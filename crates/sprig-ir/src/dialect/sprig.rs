//! Sprig dialect operations.
//!
//! The demonstration dialect exercised throughout the crate:
//! - `sprig.constant` - materialize a constant from its `value` attribute
//! - `sprig.print` - print a value (side-effecting)
//! - `sprig.binary` - elementwise binary arithmetic, `kind` selects add/sub
//! - `sprig.sample` - read one element of a memref at constant coordinates

use crate::constraint::{ANY_ATTR, ANY_MEMREF, ANY_TYPE, INT_ATTR, INT_OR_FLOAT};
use crate::op_interface::{Effect, InferError, InferResults, MemoryEffects};
use crate::printer::type_to_string;
use crate::schema::{
    AttrSchema, OpSchema, OpTrait, OperandSchema, ResultSchema, SchemaRegistration,
};
use crate::types::Attrs;
use crate::{Attribute, DialectType, EnumAttrError, IdVec, Location, Symbol, Type, Value};
use crate::{dialect, enum_attr, idvec};

use super::core;

dialect! {
    mod sprig {
        /// `sprig.constant` operation: materialize the `value` attribute.
        #[attr(value: any)]
        fn constant() -> result;

        /// `sprig.print` operation: print a value.
        fn print(value);

        /// `sprig.binary` operation: binary arithmetic selected by `kind`.
        #[attr(kind: Symbol)]
        fn binary(lhs, rhs) -> result;

        /// `sprig.sample` operation: read one memref element at the constant
        /// `coords` index.
        #[attr(coords: any)]
        fn sample(source) -> result;
    }
}

enum_attr! {
    /// The arithmetic performed by `sprig.binary`.
    pub enum BinaryKind {
        Add = 0 => "add",
        Sub = 1 => "sub",
    }
}

crate::symbols! {
    /// Key of the `kind` attribute on `sprig.binary`.
    ATTR_KIND => "kind",
}

impl<'db> Constant<'db> {
    /// Create an integer constant.
    pub fn int(
        db: &'db dyn salsa::Database,
        location: Location<'db>,
        ty: Type<'db>,
        value: i64,
    ) -> Self {
        constant(db, location, ty, Attribute::from(value))
    }

    /// Create a floating-point constant.
    pub fn float(
        db: &'db dyn salsa::Database,
        location: Location<'db>,
        ty: Type<'db>,
        value: f64,
    ) -> Self {
        constant(db, location, ty, Attribute::from(value))
    }
}

impl<'db> Binary<'db> {
    /// Create a binary operation from a decoded kind.
    pub fn of_kind(
        db: &'db dyn salsa::Database,
        location: Location<'db>,
        kind: BinaryKind,
        lhs: Value<'db>,
        rhs: Value<'db>,
        result: Type<'db>,
    ) -> Self {
        binary(db, location, lhs, rhs, result, Symbol::new(kind.mnemonic()))
    }

    /// Decode the `kind` attribute. Fails on missing or malformed encodings
    /// instead of panicking.
    pub fn kind_value(&self, db: &'db dyn salsa::Database) -> Result<BinaryKind, EnumAttrError> {
        match self.get_attr(db, ATTR_KIND()) {
            Some(attr) => BinaryKind::from_attr(attr),
            None => Err(EnumAttrError::WrongAttributeKind {
                enum_name: "BinaryKind",
            }),
        }
    }
}

impl std::fmt::Debug for Sample<'_> {
    fn fmt(&self, f: &mut std::fmt::Formatter<'_>) -> std::fmt::Result {
        f.debug_struct("Sample").field("op", &self.operation()).finish()
    }
}

// === Schemas ===

inventory::submit! {
    SchemaRegistration {
        schema: OpSchema {
            dialect: "sprig",
            name: "constant",
            operands: &[],
            variadic: false,
            results: &[ResultSchema {
                name: "result",
                constraint: ANY_TYPE,
            }],
            attrs: &[AttrSchema {
                name: "value",
                constraint: ANY_ATTR,
                required: true,
            }],
            traits: &[OpTrait::ZeroRegions],
        },
    }
}

inventory::submit! {
    SchemaRegistration {
        schema: OpSchema {
            dialect: "sprig",
            name: "print",
            operands: &[OperandSchema {
                name: "value",
                constraint: ANY_TYPE,
            }],
            variadic: false,
            results: &[],
            attrs: &[],
            traits: &[OpTrait::ZeroRegions],
        },
    }
}

inventory::submit! {
    SchemaRegistration {
        schema: OpSchema {
            dialect: "sprig",
            name: "binary",
            operands: &[
                OperandSchema {
                    name: "lhs",
                    constraint: INT_OR_FLOAT,
                },
                OperandSchema {
                    name: "rhs",
                    constraint: INT_OR_FLOAT,
                },
            ],
            variadic: false,
            results: &[ResultSchema {
                name: "result",
                constraint: INT_OR_FLOAT,
            }],
            attrs: &[AttrSchema {
                name: "kind",
                constraint: crate::constraint::AttrConstraint::OneOfSymbols(BinaryKind::MNEMONICS),
                required: true,
            }],
            traits: &[
                OpTrait::SameOperandAndResultType,
                OpTrait::Commutative,
                OpTrait::ZeroRegions,
            ],
        },
    }
}

inventory::submit! {
    SchemaRegistration {
        schema: OpSchema {
            dialect: "sprig",
            name: "sample",
            operands: &[OperandSchema {
                name: "source",
                constraint: ANY_MEMREF,
            }],
            variadic: false,
            results: &[ResultSchema {
                name: "result",
                constraint: ANY_TYPE,
            }],
            attrs: &[AttrSchema {
                name: "coords",
                constraint: crate::constraint::AttrConstraint::ArrayOf {
                    elem: &INT_ATTR,
                    len: Some(2),
                },
                required: true,
            }],
            traits: &[OpTrait::ZeroRegions],
        },
    }
}

// === Memory effects ===

inventory::submit! { MemoryEffects::register("sprig", "constant", &[]) }
inventory::submit! { MemoryEffects::register("sprig", "binary", &[]) }
inventory::submit! { MemoryEffects::register("sprig", "print", &[Effect::Write]) }
inventory::submit! { MemoryEffects::register("sprig", "sample", &[Effect::Read]) }

// === Result type inference ===

inventory::submit! { InferResults::register("sprig", "binary", infer_binary) }
inventory::submit! { InferResults::register("sprig", "sample", infer_sample) }

fn infer_binary<'db>(
    db: &'db dyn salsa::Database,
    operand_types: &[Type<'db>],
    _attrs: &Attrs<'db>,
) -> Result<IdVec<Type<'db>>, InferError> {
    match operand_types {
        [lhs, rhs] if lhs == rhs => Ok(idvec![*lhs]),
        [lhs, rhs] => Err(InferError::Failed {
            op: "sprig.binary".to_string(),
            reason: format!(
                "operand types '{}' and '{}' differ",
                type_to_string(db, *lhs),
                type_to_string(db, *rhs)
            ),
        }),
        _ => Err(InferError::Failed {
            op: "sprig.binary".to_string(),
            reason: format!("expected 2 operands, found {}", operand_types.len()),
        }),
    }
}

fn infer_sample<'db>(
    db: &'db dyn salsa::Database,
    operand_types: &[Type<'db>],
    _attrs: &Attrs<'db>,
) -> Result<IdVec<Type<'db>>, InferError> {
    match operand_types {
        [source] => match core::Memref::from_type(db, *source) {
            Some(memref) => Ok(idvec![memref.element(db)]),
            None => Err(InferError::Failed {
                op: "sprig.sample".to_string(),
                reason: format!(
                    "operand type '{}' is not a memref",
                    type_to_string(db, *source)
                ),
            }),
        },
        _ => Err(InferError::Failed {
            op: "sprig.sample".to_string(),
            reason: format!("expected 1 operand, found {}", operand_types.len()),
        }),
    }
}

# YOUR TASK:
State the number of lines in the data that contain the word "None", offering no other text.

# THE COMPLETED TASK:
2